Today’s Miscellaneous Geek News

Just a collection of interesting news items today. First up is a story about how cars are becoming increasingly filled with more gadgetry, and not the type installed by the manufacturer, but the stuff that the passengers bring in and/or install. A psych professor has studied the trend and feels that motorists are trying to compensate for being bored. Motorists aren’t supposed to be bored – they’re supposed to be fully engaged with driving the car, for pete’s sake. Driving standards are way too low IMHO. I’m all for gadgetry, even in the car, but the requirements for earning a driving license are way too low.

Speaking of driving, there was a joke about what side of the road folks in Malta drive on (punchline: in the shade), which leads me to the next story: 55.9% of Malta’s exports in 2004 were high-tech goods and services. By contrast, this number was less than 30% for the US, Japan and the UK. Of course, this has to be taken with a grain of salt given that Malta’s population is 400,000 and their economy is dominated by a few giant corporations. Those corporations could easily be in some non-tech industry. Still interesting.

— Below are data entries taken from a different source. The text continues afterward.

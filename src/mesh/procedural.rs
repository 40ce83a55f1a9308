//! Basic procedural mesh generation routines.
use crate::connectivity::Quad4d2Connectivity;
use crate::mesh::QuadMesh2d;
use nalgebra::Point2;

pub fn create_unit_square_uniform_quad_mesh_2d(cells_per_dim: usize) -> QuadMesh2d<f64> {
    create_rectangular_quad_mesh_2d(
        &Point2::new(0.0, 0.0),
        &Point2::new(1.0, 1.0),
        [cells_per_dim, cells_per_dim],
    )
}

/// Coordinate of grid line `i` out of `n` intervals on `[a, b]`.
///
/// The end points are reproduced exactly, so that vertices on the boundary of the rectangle
/// lie exactly on the boundary.
fn grid_coordinate(a: f64, b: f64, i: usize, n: usize) -> f64 {
    if i == n {
        b
    } else {
        a + (b - a) * (i as f64 / n as f64)
    }
}

/// Generates an axis-aligned uniform quadrilateral mesh of the rectangle spanned by the
/// given corners, with `subdivisions[0]` cells along x and `subdivisions[1]` cells along y.
///
/// Cells are numbered row by row starting from the bottom left, and the vertices of every
/// cell are ordered counter-clockwise starting from its bottom-left corner. An empty mesh is
/// returned if either subdivision count is zero.
pub fn create_rectangular_quad_mesh_2d(
    bottom_left: &Point2<f64>,
    top_right: &Point2<f64>,
    subdivisions: [usize; 2],
) -> QuadMesh2d<f64> {
    let [num_cells_x, num_cells_y] = subdivisions;
    if num_cells_x == 0 || num_cells_y == 0 {
        return QuadMesh2d::from_vertices_and_connectivity(Vec::new(), Vec::new());
    }

    let num_vertices_x = num_cells_x + 1;
    let num_vertices_y = num_cells_y + 1;
    let to_global_vertex_index = |i, j| num_vertices_x * j + i;

    let mut vertices = Vec::with_capacity(num_vertices_x * num_vertices_y);
    for j in 0..num_vertices_y {
        let y = grid_coordinate(bottom_left.y, top_right.y, j, num_cells_y);
        for i in 0..num_vertices_x {
            let x = grid_coordinate(bottom_left.x, top_right.x, i, num_cells_x);
            vertices.push(Point2::new(x, y));
        }
    }

    let mut cells = Vec::with_capacity(num_cells_x * num_cells_y);
    for j in 0..num_cells_y {
        for i in 0..num_cells_x {
            cells.push(Quad4d2Connectivity([
                to_global_vertex_index(i, j),
                to_global_vertex_index(i + 1, j),
                to_global_vertex_index(i + 1, j + 1),
                to_global_vertex_index(i, j + 1),
            ]));
        }
    }

    QuadMesh2d::from_vertices_and_connectivity(vertices, cells)
}
use crate::quadrature::{convert_quadrature_rule_from_1d_f64, QuadraturePair1d};

use darcy_quadrature::univariate;

pub fn gauss(num_points: usize) -> QuadraturePair1d {
    convert_quadrature_rule_from_1d_f64(univariate::gauss(num_points))
}

pub fn iterated_trapezoid(num_subintervals: usize) -> QuadraturePair1d {
    convert_quadrature_rule_from_1d_f64(univariate::iterated_trapezoid(num_subintervals))
}
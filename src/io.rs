//! Export of meshes and discrete solutions.
pub mod vtk;
//! Functionality and abstractions for mesh refinement.
//!
//! Currently we only provide uniform refinement of quadrilateral meshes through
//! [`refine_mesh`] and [`UniformRefinement`]. Boundary tags are inherited: every child face
//! of a tagged face receives the tag of its parent.
use crate::connectivity::Connectivity;
use crate::mesh::Mesh;
use log::debug;
use nalgebra::allocator::Allocator;
use nalgebra::{DefaultAllocator, DimName, OPoint, RealField};
use std::collections::HashMap;
use std::hash::Hash;

pub mod detail;

#[derive(Debug, Clone)]
pub struct InvalidVertexCount;

pub trait VertexRepresentation: Clone {
    fn construct_vertex<T, D>(&self, all_vertices: &[OPoint<T, D>]) -> OPoint<T, D>
    where
        T: RealField,
        D: DimName,
        DefaultAllocator: Allocator<T, D>;
}

/// Defines a refinement scheme for a given connectivity.
pub trait RefineConnectivity<Connectivity> {
    /// An intermediate connectivity type that holds the necessary information
    /// to represent the connectivity in a manner independent of the index labeling of
    /// new vertices.
    type Intermediate;
    /// The resulting connectivity type after refinement.
    type OutputConnectivity;
    /// The kind of label used to define vertices in a globally consistent fashion.
    type VertexLabel: VertexRepresentation;

    /// For a given connectivity, produce a set of intermediate connectivities that represent
    /// refined connectivities.
    fn populate_refined_connectivity(&self, connectivity: &Connectivity, intermediates: &mut Vec<Self::Intermediate>);

    /// Populate a set of vertex labels associated with an intermediate connectivity.
    fn populate_vertex_labels(&self, intermediate: &Self::Intermediate, labels: &mut Vec<Self::VertexLabel>);

    /// Populate the vertex labels of the faces obtained by refining the face with the given
    /// (sorted) vertex indices. Each entry of `faces` describes one child face.
    fn populate_refined_face_labels(&self, face_vertices: &[usize], faces: &mut Vec<Vec<Self::VertexLabel>>);

    /// Construct the final connectivity from an intermediate given final,
    /// globally consistent vertex indices.
    ///
    /// The implementation must succeed if the number of vertex indices is equal to the
    /// number of vertex labels associated with the intermediate, as defined by
    /// the number of vertex labels produced by
    /// [`populate_vertex_labels`](Self::populate_vertex_labels).
    fn construct_output_connectivity(
        &self,
        intermediate: &Self::Intermediate,
        vertex_indices: &[usize],
    ) -> Result<Self::OutputConnectivity, InvalidVertexCount>;
}

pub struct UniformRefinement;

/// Refine a mesh with the provided refinement scheme.
pub fn refine_mesh<T, D, C, Refinement>(
    mesh: &Mesh<T, D, C>,
    refinement_scheme: Refinement,
) -> Mesh<T, D, Refinement::OutputConnectivity>
where
    T: RealField,
    D: DimName,
    Refinement: RefineConnectivity<C>,
    Refinement::VertexLabel: Eq + Hash,
    DefaultAllocator: Allocator<T, D>,
{
    let mut label_to_idx_map = HashMap::new();
    let mut next_vertex_idx = 0;

    let mut new_connectivity = Vec::new();

    // Local buffers
    let mut intermediates = Vec::new();
    let mut vertex_labels = Vec::new();
    let mut new_vertex_indices = Vec::new();
    for connectivity in mesh.connectivity() {
        intermediates.clear();
        refinement_scheme.populate_refined_connectivity(connectivity, &mut intermediates);
        for intermediate in &intermediates {
            vertex_labels.clear();
            new_vertex_indices.clear();
            refinement_scheme.populate_vertex_labels(intermediate, &mut vertex_labels);
            for label in &vertex_labels {
                let idx = label_to_idx_map.entry(label.clone()).or_insert_with(|| {
                    let idx = next_vertex_idx;
                    next_vertex_idx += 1;
                    idx
                });
                new_vertex_indices.push(*idx);
            }
            let new_cell_connectivity = refinement_scheme
                .construct_output_connectivity(intermediate, &new_vertex_indices)
                .expect("Must succeed since vertex label count is consistent with vertex index count");
            new_connectivity.push(new_cell_connectivity);
        }
    }

    let mut new_vertices = vec![OPoint::origin(); next_vertex_idx];
    for (label, &index) in &label_to_idx_map {
        new_vertices[index] = label.construct_vertex(mesh.vertices());
    }
    let mut refined = Mesh::from_vertices_and_connectivity(new_vertices, new_connectivity);

    let mut child_faces = Vec::new();
    let mut child_vertex_indices = Vec::new();
    for (face_vertices, id) in mesh.tagged_faces() {
        child_faces.clear();
        refinement_scheme.populate_refined_face_labels(face_vertices, &mut child_faces);
        for labels in &child_faces {
            child_vertex_indices.clear();
            child_vertex_indices.extend(labels.iter().filter_map(|label| label_to_idx_map.get(label)));
            // Faces that do not belong to any refined cell cannot be tagged
            if child_vertex_indices.len() == labels.len() {
                refined.set_boundary_id(&child_vertex_indices, id);
            }
        }
    }

    debug!(
        "Refined mesh from {} to {} cells ({} tagged faces)",
        mesh.connectivity().len(),
        refined.connectivity().len(),
        refined.num_tagged_faces()
    );
    refined
}

/// Apply one round of uniform mesh refinement.
///
/// This is a convenience function for `refine_mesh(mesh, UniformRefinement)`.
pub fn refine_uniformly<T, D, C>(mesh: &Mesh<T, D, C>) -> Mesh<T, D, C>
where
    T: RealField,
    D: DimName,
    UniformRefinement: RefineConnectivity<C, OutputConnectivity = C>,
    <UniformRefinement as RefineConnectivity<C>>::VertexLabel: Eq + Hash,
    DefaultAllocator: Allocator<T, D>,
{
    refine_mesh(mesh, UniformRefinement)
}

/// Repeatedly applies uniform mesh refinement to the given mesh.
pub fn refine_uniformly_repeat<T, D, C>(mesh: &Mesh<T, D, C>, repeat_times: usize) -> Mesh<T, D, C>
where
    T: RealField,
    D: DimName,
    C: Connectivity,
    UniformRefinement: RefineConnectivity<C, OutputConnectivity = C>,
    <UniformRefinement as RefineConnectivity<C>>::VertexLabel: Eq + Hash,
    DefaultAllocator: Allocator<T, D>,
{
    let mut mesh: Mesh<_, _, _> = mesh.clone();
    for _ in 0..repeat_times {
        mesh = refine_uniformly(&mesh);
    }
    mesh
}
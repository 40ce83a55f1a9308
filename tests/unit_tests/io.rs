use crate::coarse_channel_mesh;
use darcy::dof_map::DofMap;
use darcy::element::MixedElement;
use darcy::io::vtk::{evaluate_solution_at_cell_corners, write_solution_vtk, FiniteElementMeshDataSetBuilder};
use darcy::vtkio::model::{Attribute, DataSet, Piece};
use matrixcompare::assert_scalar_eq;
use nalgebra::DVector;
use std::path::PathBuf;

fn output_path(file_name: &str) -> PathBuf {
    PathBuf::from("data/unit_tests/io").join(file_name)
}

#[test]
fn data_set_contains_cells_and_attributes() {
    let mesh = coarse_channel_mesh();
    let point_values: Vec<f64> = mesh.vertices().iter().map(|v| v.x).collect();
    let cell_values = vec![1.0, 2.0, 3.0, 4.0];
    let data_set = FiniteElementMeshDataSetBuilder::from_mesh(&mesh)
        .with_point_scalar_attributes("x", &point_values)
        .with_cell_scalar_attributes("index", &cell_values)
        .try_build()
        .unwrap();

    let piece = match data_set {
        DataSet::UnstructuredGrid { pieces, .. } => match pieces.into_iter().next() {
            Some(Piece::Inline(piece)) => piece,
            _ => panic!("expected a single inline piece"),
        },
        _ => panic!("expected an unstructured grid"),
    };
    assert_eq!(piece.num_points(), mesh.vertices().len());
    assert_eq!(piece.cells.types.len(), 4);
    assert_eq!(piece.data.point.len(), 1);
    assert_eq!(piece.data.cell.len(), 1);
    match &piece.data.cell[0] {
        Attribute::DataArray(array) => assert_eq!(array.name, "index"),
        _ => panic!("expected a data array"),
    }
}

#[test]
fn attribute_lengths_are_checked() {
    let mesh = coarse_channel_mesh();
    let too_short = vec![0.0; 3];
    assert!(FiniteElementMeshDataSetBuilder::from_mesh(&mesh)
        .with_point_scalar_attributes("p", &too_short)
        .try_build()
        .is_err());
    assert!(FiniteElementMeshDataSetBuilder::from_mesh(&mesh)
        .with_cell_scalar_attributes("c", &too_short)
        .try_build()
        .is_err());
}

#[test]
fn export_creates_file() {
    let mesh = coarse_channel_mesh();
    let path = output_path("coarse_channel.vtk");
    FiniteElementMeshDataSetBuilder::from_mesh(&mesh)
        .with_title("coarse channel")
        .try_export(&path)
        .unwrap();
    assert!(path.exists());
}

#[test]
fn solution_is_evaluated_at_cell_corners() {
    let mesh = coarse_channel_mesh();
    let element = MixedElement::new(1);
    let dof_map = DofMap::assign(&mesh, &element).unwrap();

    // Pressure equal to one everywhere, zero velocity
    let mut solution: DVector<f64> = DVector::zeros(dof_map.n_dofs());
    solution.rows_mut(dof_map.velocity_range().end, dof_map.pressure_range().len()).fill(1.0);

    let fields = evaluate_solution_at_cell_corners(&mesh, &dof_map, &element, &solution).unwrap();
    assert_eq!(fields.len(), 3);
    for field in &fields {
        assert_eq!(field.len(), 4 * mesh.connectivity().len());
    }
    assert!(fields[0].iter().chain(&fields[1]).all(|&u| u == 0.0));
    for &p in &fields[2] {
        assert_scalar_eq!(p, 1.0, comp = abs, tol = 1e-13);
    }

    let path = output_path("constant_pressure.vtk");
    write_solution_vtk(&mesh, &dof_map, &element, &solution, &["u", "v", "p"], &path).unwrap();
    assert!(path.exists());

    assert!(write_solution_vtk(&mesh, &dof_map, &element, &solution, &["u", "v"], &path).is_err());
    let short_solution = DVector::zeros(dof_map.n_dofs() - 1);
    assert!(evaluate_solution_at_cell_corners(&mesh, &dof_map, &element, &short_solution).is_err());
}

If you’re a computer hardware geek, then you must have heard of the Western Digital Raptor hard drive. Originally geared for enterprises, the Raptor quickly became popular among end-users too. WD has followed up the Raptor with the Raptor X. The folks at TechReport are running a review on it, as well as Tom’s Hardware, and LegitReviews has some cool pics of the Raptor X in action. Incidentally, the Raptor X’s case has a clear cover, so you get to see the disk and head assembly. And if you don’t want to just rush out and buy one of these, you can see a roundup of SCSI drives over at

Our last mini-news item is about the ongoing question of Samsung’s future, as the South Korean government considers whether or not they should chop the conglomerate up into smaller companies. The Samsung Group makes up 20% of South Korea’s exports and Samsung Electronics itself is worth over $100 billion.